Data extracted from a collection
-=-=-=-=-

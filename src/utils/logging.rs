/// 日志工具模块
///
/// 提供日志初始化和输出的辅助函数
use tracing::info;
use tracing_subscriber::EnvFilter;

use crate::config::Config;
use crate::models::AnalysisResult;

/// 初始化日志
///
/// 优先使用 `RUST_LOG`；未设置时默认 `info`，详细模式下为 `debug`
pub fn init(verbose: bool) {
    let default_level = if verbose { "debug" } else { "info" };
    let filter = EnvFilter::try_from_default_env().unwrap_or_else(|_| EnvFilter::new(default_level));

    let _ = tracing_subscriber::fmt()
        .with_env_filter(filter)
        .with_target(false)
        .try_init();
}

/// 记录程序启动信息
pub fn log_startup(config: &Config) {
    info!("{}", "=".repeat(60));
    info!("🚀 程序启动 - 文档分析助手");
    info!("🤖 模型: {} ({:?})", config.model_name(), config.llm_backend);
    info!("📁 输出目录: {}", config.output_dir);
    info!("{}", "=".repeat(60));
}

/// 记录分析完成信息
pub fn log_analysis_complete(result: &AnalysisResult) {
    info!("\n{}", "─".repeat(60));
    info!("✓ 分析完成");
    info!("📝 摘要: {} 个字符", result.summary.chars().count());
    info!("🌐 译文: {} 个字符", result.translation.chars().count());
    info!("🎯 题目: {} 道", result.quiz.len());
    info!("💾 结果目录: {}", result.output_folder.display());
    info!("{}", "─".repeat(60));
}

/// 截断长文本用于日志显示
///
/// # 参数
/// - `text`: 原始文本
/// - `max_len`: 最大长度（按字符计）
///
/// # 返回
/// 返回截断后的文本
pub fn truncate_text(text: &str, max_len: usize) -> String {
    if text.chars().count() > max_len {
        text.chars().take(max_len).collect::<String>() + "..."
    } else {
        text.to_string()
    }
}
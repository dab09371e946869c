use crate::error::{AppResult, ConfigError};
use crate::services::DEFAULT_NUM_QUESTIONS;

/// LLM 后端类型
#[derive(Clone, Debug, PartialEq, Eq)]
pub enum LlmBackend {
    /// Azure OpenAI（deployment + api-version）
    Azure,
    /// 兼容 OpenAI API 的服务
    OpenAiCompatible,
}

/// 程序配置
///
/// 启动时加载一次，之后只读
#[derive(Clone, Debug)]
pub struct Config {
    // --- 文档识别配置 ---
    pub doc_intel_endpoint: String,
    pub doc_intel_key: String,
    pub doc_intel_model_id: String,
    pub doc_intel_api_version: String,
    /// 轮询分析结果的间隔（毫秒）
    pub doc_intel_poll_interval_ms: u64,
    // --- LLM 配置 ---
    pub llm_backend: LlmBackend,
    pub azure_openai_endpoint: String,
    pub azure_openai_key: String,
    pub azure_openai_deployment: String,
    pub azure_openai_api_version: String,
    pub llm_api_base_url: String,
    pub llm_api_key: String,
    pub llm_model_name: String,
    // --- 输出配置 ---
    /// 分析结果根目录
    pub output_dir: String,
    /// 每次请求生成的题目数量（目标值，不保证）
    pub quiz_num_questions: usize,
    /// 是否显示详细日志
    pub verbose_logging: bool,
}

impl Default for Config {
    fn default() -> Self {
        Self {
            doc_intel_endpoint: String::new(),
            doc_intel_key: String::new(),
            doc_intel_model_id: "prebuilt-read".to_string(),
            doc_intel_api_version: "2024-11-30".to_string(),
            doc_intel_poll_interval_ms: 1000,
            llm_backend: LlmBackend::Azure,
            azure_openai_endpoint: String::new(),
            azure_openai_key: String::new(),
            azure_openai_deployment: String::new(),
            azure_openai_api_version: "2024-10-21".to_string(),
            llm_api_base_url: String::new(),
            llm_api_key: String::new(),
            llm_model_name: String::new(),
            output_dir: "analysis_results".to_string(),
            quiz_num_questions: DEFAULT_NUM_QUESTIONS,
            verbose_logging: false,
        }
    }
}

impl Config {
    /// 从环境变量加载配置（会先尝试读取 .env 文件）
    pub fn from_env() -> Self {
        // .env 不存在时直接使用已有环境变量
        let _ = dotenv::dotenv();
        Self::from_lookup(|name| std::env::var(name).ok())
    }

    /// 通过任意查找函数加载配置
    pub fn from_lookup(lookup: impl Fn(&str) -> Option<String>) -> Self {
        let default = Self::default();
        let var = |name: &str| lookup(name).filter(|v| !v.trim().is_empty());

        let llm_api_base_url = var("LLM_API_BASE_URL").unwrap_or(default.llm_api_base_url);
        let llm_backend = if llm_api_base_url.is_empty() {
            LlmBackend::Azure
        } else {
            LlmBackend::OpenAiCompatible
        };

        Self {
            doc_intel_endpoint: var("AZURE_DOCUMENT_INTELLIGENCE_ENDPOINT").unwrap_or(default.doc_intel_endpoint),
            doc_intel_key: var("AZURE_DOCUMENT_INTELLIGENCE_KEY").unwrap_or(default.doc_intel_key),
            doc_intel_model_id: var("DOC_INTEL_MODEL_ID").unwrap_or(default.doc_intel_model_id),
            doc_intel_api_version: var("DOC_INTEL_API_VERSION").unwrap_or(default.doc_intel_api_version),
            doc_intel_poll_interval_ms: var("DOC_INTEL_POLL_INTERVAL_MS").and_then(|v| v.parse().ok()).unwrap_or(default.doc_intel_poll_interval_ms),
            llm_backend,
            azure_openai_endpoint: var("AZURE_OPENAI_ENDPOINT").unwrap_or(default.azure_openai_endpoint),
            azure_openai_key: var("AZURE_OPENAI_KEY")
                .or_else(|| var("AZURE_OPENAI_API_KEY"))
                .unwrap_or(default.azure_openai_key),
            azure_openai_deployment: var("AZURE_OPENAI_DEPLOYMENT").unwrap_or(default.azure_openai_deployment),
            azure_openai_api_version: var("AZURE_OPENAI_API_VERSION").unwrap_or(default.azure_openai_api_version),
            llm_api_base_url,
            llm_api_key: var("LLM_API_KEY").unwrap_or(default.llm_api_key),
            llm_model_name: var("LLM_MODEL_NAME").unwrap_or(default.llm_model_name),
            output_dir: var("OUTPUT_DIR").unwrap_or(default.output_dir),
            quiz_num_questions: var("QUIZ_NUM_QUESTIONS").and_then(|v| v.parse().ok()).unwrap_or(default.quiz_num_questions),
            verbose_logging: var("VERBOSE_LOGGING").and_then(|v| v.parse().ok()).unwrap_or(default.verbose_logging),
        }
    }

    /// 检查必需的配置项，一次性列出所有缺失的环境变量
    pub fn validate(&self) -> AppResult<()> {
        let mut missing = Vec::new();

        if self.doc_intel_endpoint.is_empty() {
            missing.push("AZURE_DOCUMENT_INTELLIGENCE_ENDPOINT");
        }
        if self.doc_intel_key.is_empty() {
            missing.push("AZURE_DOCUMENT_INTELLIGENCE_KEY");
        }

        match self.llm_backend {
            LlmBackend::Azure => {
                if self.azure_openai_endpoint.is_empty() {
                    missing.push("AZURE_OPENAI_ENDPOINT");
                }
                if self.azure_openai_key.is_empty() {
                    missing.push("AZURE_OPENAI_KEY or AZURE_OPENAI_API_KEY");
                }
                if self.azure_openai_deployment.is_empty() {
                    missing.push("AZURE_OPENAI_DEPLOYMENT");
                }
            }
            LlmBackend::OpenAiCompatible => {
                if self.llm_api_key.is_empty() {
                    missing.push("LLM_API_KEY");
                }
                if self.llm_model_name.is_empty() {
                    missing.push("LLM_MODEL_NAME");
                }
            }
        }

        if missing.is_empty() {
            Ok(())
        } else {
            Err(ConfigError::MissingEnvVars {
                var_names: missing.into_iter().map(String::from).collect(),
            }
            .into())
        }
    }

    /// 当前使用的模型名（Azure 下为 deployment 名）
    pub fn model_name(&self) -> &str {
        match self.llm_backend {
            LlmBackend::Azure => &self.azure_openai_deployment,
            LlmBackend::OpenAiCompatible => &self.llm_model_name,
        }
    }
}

-=-=-=-=-

EXERCISE DESCRIPTION: How many of the lines above hold the word "count"? State that number and nothing else.

EXERCISE SOLUTION: 3